Como fuere, en todos estos casos se suelen generar problemas políticos considerables. La razón es similar: no quieren seguirle la corriente a lo que ordena el consenso científico, y por extensión no quieren someterse a la coerción del gobierno. En muchos casos, por lo mismo, se sienten luchando una batalla épica. La complicación fundamental de la mayoría de estos casos es que involucran menores de edad. Es decir, se opone el derecho de los padres a decidir por sus hijos, con el deber social –encarnado en la compulsión estatal- de velar por los derechos de esos niños. Los padres tienen el derecho preferente de criar a sus niños como estimen conveniente, pero el reverso de ese derecho es la obligación fiduciaria de hacerlo pensando en los mejores intereses del niño. Y aunque la mayoría de las veces ese derecho se ocupa correctamente, otras veces no es el caso. Por supuesto, los padres pueden insistir: que no vacunarse ahorra enfermedades, que la narrativa bíblica sobre los orígenes de la vida es la correcta, que si se resiste a la transfusión será recompensado por Jehová. En todos estos casos, el estado se arroga la autoridad de ignorar esa insistencia.

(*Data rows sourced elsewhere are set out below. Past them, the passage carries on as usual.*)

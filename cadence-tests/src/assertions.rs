//! Assertions over store state and batches
//!
//! Each helper panics with the pair and the observed record, so a failing
//! scenario shows what the store actually held.

use cadence_core::{AssetGraph, AssetKey, PartitionKey, RunBatch};
use cadence_storage::{FailureKind, MaterializationRecord, MaterializationStatus, MaterializationStore};
use std::time::Duration;

/// Current record of a pair, which must exist and have `status`
pub async fn assert_status(
    store: &dyn MaterializationStore,
    asset: &str,
    partition: impl Into<PartitionKey>,
    status: MaterializationStatus,
) -> MaterializationRecord {
    let partition = partition.into();
    let current = store
        .current(&AssetKey::new(asset), &partition)
        .await
        .unwrap_or_else(|e| panic!("reading {asset}[{partition}] failed: {e}"));
    match current {
        Some(record) if record.status == status => record,
        Some(record) => panic!(
            "expected {asset}[{partition}] to be {status}, found {}: {record:?}",
            record.status
        ),
        None => panic!("expected {asset}[{partition}] to be {status}, found no record"),
    }
}

pub async fn assert_success(
    store: &dyn MaterializationStore,
    asset: &str,
    partition: impl Into<PartitionKey>,
) -> MaterializationRecord {
    assert_status(store, asset, partition, MaterializationStatus::Success).await
}

/// Current record must be `Failed` with the given kind and carry a reason
pub async fn assert_failed(
    store: &dyn MaterializationStore,
    asset: &str,
    partition: impl Into<PartitionKey>,
    kind: FailureKind,
) -> MaterializationRecord {
    let record = assert_status(store, asset, partition, MaterializationStatus::Failed).await;
    assert_eq!(record.failure_kind(), Some(kind), "wrong failure kind: {record:?}");
    let reason = record.failure.as_ref().map(|f| f.reason.as_str()).unwrap_or("");
    assert!(!reason.is_empty(), "failed record carries no reason: {record:?}");
    record
}

pub async fn assert_never_materialized(
    store: &dyn MaterializationStore,
    asset: &str,
    partition: impl Into<PartitionKey>,
) {
    let partition = partition.into();
    let history = store
        .history(&AssetKey::new(asset), &partition)
        .await
        .unwrap_or_else(|e| panic!("reading {asset}[{partition}] failed: {e}"));
    assert!(
        history.is_empty(),
        "expected no attempts for {asset}[{partition}], found {history:?}"
    );
}

/// `asset[partition]` labels of a batch, in batch order
pub fn batch_labels(batch: &RunBatch) -> Vec<String> {
    batch.units.iter().map(|u| u.label()).collect()
}

/// Every unit comes after the units of its upstream assets in the batch,
/// and its dependency indices point backwards
pub fn assert_topological(batch: &RunBatch, graph: &AssetGraph) {
    for (index, unit) in batch.units.iter().enumerate() {
        for dep in &batch.dependencies[index] {
            assert!(*dep < index, "{} depends on a later unit", unit.label());
        }
        let upstreams = graph.dependencies_of(&unit.asset_key);
        for (earlier, other) in batch.units.iter().enumerate() {
            if upstreams.contains(&&other.asset_key) {
                assert!(
                    earlier < index,
                    "{} is scheduled before its upstream {}",
                    unit.label(),
                    other.label()
                );
            }
        }
    }
}

/// Wait until a pair has an in-progress attempt with a recorded executor
/// handle, polling under tokio's clock
///
/// Panics after a minute of (possibly paused) time.
pub async fn wait_until_running(
    store: &dyn MaterializationStore,
    asset: &str,
    partition: impl Into<PartitionKey>,
) -> MaterializationRecord {
    let partition = partition.into();
    let asset = AssetKey::new(asset);
    let give_up = tokio::time::Instant::now() + Duration::from_secs(60);
    loop {
        match store.current(&asset, &partition).await {
            Ok(Some(record)) if record.is_in_progress() && record.executor_handle.is_some() => {
                return record
            }
            Ok(_) => {}
            Err(e) => panic!("reading {asset}[{partition}] failed: {e}"),
        }
        if tokio::time::Instant::now() >= give_up {
            panic!("{asset}[{partition}] never started running");
        }
        tokio::time::sleep(Duration::from_millis(5)).await;
    }
}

No es extraño que varias de estas demandas sean apoyadas por grupos libertarios. Son los mismos que defienden la educación en el hogar, extendiendo al máximo el ámbito de atribuciones paternas y minimizando la intervención social. En su versión radical, es una forma de propietarismo filial: los hijos le pertenecen a los padres. El liberalismo igualitario, en cambio, considera que los derechos de esos niños – a recibir la debida inmunización, a aprender la verdadera historia de nuestros orígenes, a continuar viviendo gracias a un oportuno procedimiento médico- prevalecen en consideración de igual capacidad moral. Le interesa asegurar, por lo bajo, que puedan desarrollar ciertas formas de autonomía y que tengan competencias cívicas y de urbanidad social básicas. Muchas de estas se dan en el ámbito educativo –como es el caso del alfabetismo científico- pero otras ocurren en hospitales y consultorios. El desafío del liberalismo es extender esa protección igualitaria, pero hacerlo con una narrativa legítima respecto de su epistemología preferida, de aquella ciencia que identifica con razón pública. De ahí la pregunta inicial: cómo justificar a todos lo que para algunos es controvertido –como para los grupos antivacunas. Estamos acostumbrados a que las doctrinas controvertidas sean morales o normativas, pero también puede serlo las epistemológicas. A la ciencia hay que defenderla explicándola, no dándola por descontado.